---- THE INPUT

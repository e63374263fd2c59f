//! Tests for auth module
//!
//! These tests drive the real router against a stub token endpoint:
//! - Login redirect and configuration checks
//! - Code exchange and session cookie attributes
//! - Logout cookie removal

#[cfg(test)]
mod tests {
    use axum::{http::StatusCode, routing::post, Json, Router};
    use serde_json::{json, Value};

    use crate::common::{run_mode::RunMode, AppConfig};
    use crate::test_support::{get, send, test_app, test_config, unreachable_base_url, StubUpstream};

    const TOKEN_PATH: &str = "/api/v2/oauth2/token";

    /// Token endpoint that only accepts the exact exchange body the app should send.
    async fn token_stub() -> StubUpstream {
        StubUpstream::serve(Router::new().route(
            TOKEN_PATH,
            post(|Json(body): Json<Value>| async move {
                let expected = json!({
                    "code": "ABC123",
                    "client_id": "client-123",
                    "client_secret": "secret-456",
                    "redirect_uri": "http://localhost:3000/api/auth/callback",
                    "grant_type": "authorization_code",
                });
                if body == expected {
                    (StatusCode::OK, Json(json!({ "access_token": "tok1", "token_type": "bearer" })))
                } else {
                    (StatusCode::BAD_REQUEST, Json(json!({ "error": "invalid_grant" })))
                }
            }),
        ))
        .await
    }

    async fn failing_token_stub(status: StatusCode) -> StubUpstream {
        StubUpstream::serve(Router::new().route(
            TOKEN_PATH,
            post(move || async move {
                (status, Json(json!({ "error": "invalid_client", "secret": "do-not-echo" })))
            }),
        ))
        .await
    }

    #[tokio::test]
    async fn test_login_without_configuration_returns_500() {
        let config = AppConfig::from_lookup(|_| None);
        let app = test_app(&config);

        let response = send(&app, get("/api/auth/login", None)).await;

        assert_eq!(response.status, StatusCode::INTERNAL_SERVER_ERROR);
        assert_eq!(response.body["error"], "Missing OAuth env vars");
        assert!(response.location().is_none());
    }

    #[tokio::test]
    async fn test_login_redirects_to_authorize_url() {
        let config = test_config("http://id.harvest.test");
        let app = test_app(&config);

        let response = send(&app, get("/api/auth/login", None)).await;

        assert_eq!(response.status, StatusCode::FOUND);
        assert_eq!(
            response.location(),
            Some(
                "http://id.harvest.test/oauth2/authorize?client_id=client-123&response_type=code\
                 &redirect_uri=http%3A%2F%2Flocalhost%3A3000%2Fapi%2Fauth%2Fcallback"
            )
        );
        assert!(response.set_cookies().is_empty());
    }

    #[tokio::test]
    async fn test_callback_sets_session_cookie() {
        let stub = token_stub().await;
        let app = test_app(&test_config(&stub.base_url));

        let response = send(&app, get("/api/auth/callback?code=ABC123", None)).await;

        assert_eq!(response.status, StatusCode::FOUND);
        assert_eq!(response.location(), Some("/auth-success"));

        let cookies = response.set_cookies();
        assert_eq!(cookies.len(), 1);
        let cookie = &cookies[0];
        assert!(cookie.starts_with("harvest_token=tok1;"), "cookie was {cookie}");
        assert!(cookie.contains("HttpOnly"));
        assert!(cookie.contains("SameSite=Lax"));
        assert!(cookie.contains("Path=/"));
        assert!(!cookie.contains("Secure"));
        assert!(!cookie.contains("Max-Age"));

        let requests = stub.requests();
        assert_eq!(requests.len(), 1);
        assert_eq!(requests[0].method, axum::http::Method::POST);
        assert_eq!(requests[0].path, TOKEN_PATH);
    }

    #[tokio::test]
    async fn test_callback_cookie_is_secure_in_production() {
        let stub = token_stub().await;
        let config = test_config(&stub.base_url).with_run_mode(RunMode::Production);
        let app = test_app(&config);

        let response = send(&app, get("/api/auth/callback?code=ABC123", None)).await;

        assert_eq!(response.status, StatusCode::FOUND);
        assert!(response.set_cookies()[0].contains("Secure"));
    }

    #[tokio::test]
    async fn test_callback_without_code_is_rejected_before_exchange() {
        let stub = token_stub().await;
        let app = test_app(&test_config(&stub.base_url));

        for uri in ["/api/auth/callback", "/api/auth/callback?code="] {
            let response = send(&app, get(uri, None)).await;
            assert_eq!(response.status, StatusCode::BAD_REQUEST);
            assert_eq!(response.body["error"], "No code provided");
        }

        assert_eq!(stub.hits(), 0);
    }

    #[tokio::test]
    async fn test_callback_repeated_code_exchanges_first_value() {
        let stub = token_stub().await;
        let app = test_app(&test_config(&stub.base_url));

        let response = send(&app, get("/api/auth/callback?code=ABC123&code=other", None)).await;

        assert_eq!(response.status, StatusCode::FOUND);
        assert!(response.set_cookies()[0].starts_with("harvest_token=tok1;"));
        assert_eq!(stub.hits(), 1);
    }

    #[tokio::test]
    async fn test_callback_repeated_unknown_code_answers_json() {
        let stub = token_stub().await;
        let app = test_app(&test_config(&stub.base_url));

        let response = send(&app, get("/api/auth/callback?code=a&code=b", None)).await;

        assert_eq!(response.status, StatusCode::BAD_REQUEST);
        assert_eq!(response.body["error"], "Failed to get token");
        assert!(response.set_cookies().is_empty());
        assert_eq!(stub.hits(), 1);
    }

    #[tokio::test]
    async fn test_callback_without_secret_returns_500() {
        let stub = token_stub().await;
        let mut config = test_config(&stub.base_url);
        config.harvest.client_secret = None;
        let app = test_app(&config);

        let response = send(&app, get("/api/auth/callback?code=ABC123", None)).await;

        assert_eq!(response.status, StatusCode::INTERNAL_SERVER_ERROR);
        assert_eq!(response.body["error"], "Missing OAuth env vars");
        assert_eq!(stub.hits(), 0);
    }

    #[tokio::test]
    async fn test_callback_mirrors_token_endpoint_status() {
        for status in [StatusCode::BAD_REQUEST, StatusCode::UNAUTHORIZED, StatusCode::BAD_GATEWAY] {
            let stub = failing_token_stub(status).await;
            let app = test_app(&test_config(&stub.base_url));

            let response = send(&app, get("/api/auth/callback?code=ABC123", None)).await;

            assert_eq!(response.status, status);
            assert_eq!(response.body["error"], "Failed to get token");
            assert!(!response.body.to_string().contains("do-not-echo"));
            assert!(response.set_cookies().is_empty());
            assert_eq!(stub.hits(), 1);
        }
    }

    #[tokio::test]
    async fn test_callback_without_access_token_returns_500() {
        let stub = StubUpstream::serve(Router::new().route(
            TOKEN_PATH,
            post(|| async { Json(json!({ "token_type": "bearer" })) }),
        ))
        .await;
        let app = test_app(&test_config(&stub.base_url));

        let response = send(&app, get("/api/auth/callback?code=ABC123", None)).await;

        assert_eq!(response.status, StatusCode::INTERNAL_SERVER_ERROR);
        assert_eq!(response.body["error"], "Failed to get token");
        assert!(response.set_cookies().is_empty());
    }

    #[tokio::test]
    async fn test_callback_with_unreachable_provider_returns_500() {
        let base_url = unreachable_base_url().await;
        let app = test_app(&test_config(&base_url));

        let response = send(&app, get("/api/auth/callback?code=ABC123", None)).await;

        assert_eq!(response.status, StatusCode::INTERNAL_SERVER_ERROR);
        assert_eq!(response.body["error"], "Failed to get token");
    }

    #[tokio::test]
    async fn test_logout_clears_cookie() {
        let config = test_config("http://id.harvest.test");
        let app = test_app(&config);

        let request = axum::http::Request::builder()
            .method("POST")
            .uri("/api/auth/logout")
            .header("cookie", "harvest_token=tok1")
            .body(axum::body::Body::empty())
            .unwrap();
        let response = send(&app, request).await;

        assert_eq!(response.status, StatusCode::OK);
        assert_eq!(response.body["message"], "Logged out");
        let cookies = response.set_cookies();
        assert_eq!(cookies.len(), 1);
        assert!(cookies[0].starts_with("harvest_token=;"));
        assert!(cookies[0].contains("Max-Age=0"));
    }
}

--------

- PROBLEM TO WORK ON: Return each line of the data above that includes the word "location".

- ANSWER FOR THIS EXERCISE:
        assert!(response.location().is_none());
            response.location(),
        assert_eq!(response.location(), Some("/auth-success"));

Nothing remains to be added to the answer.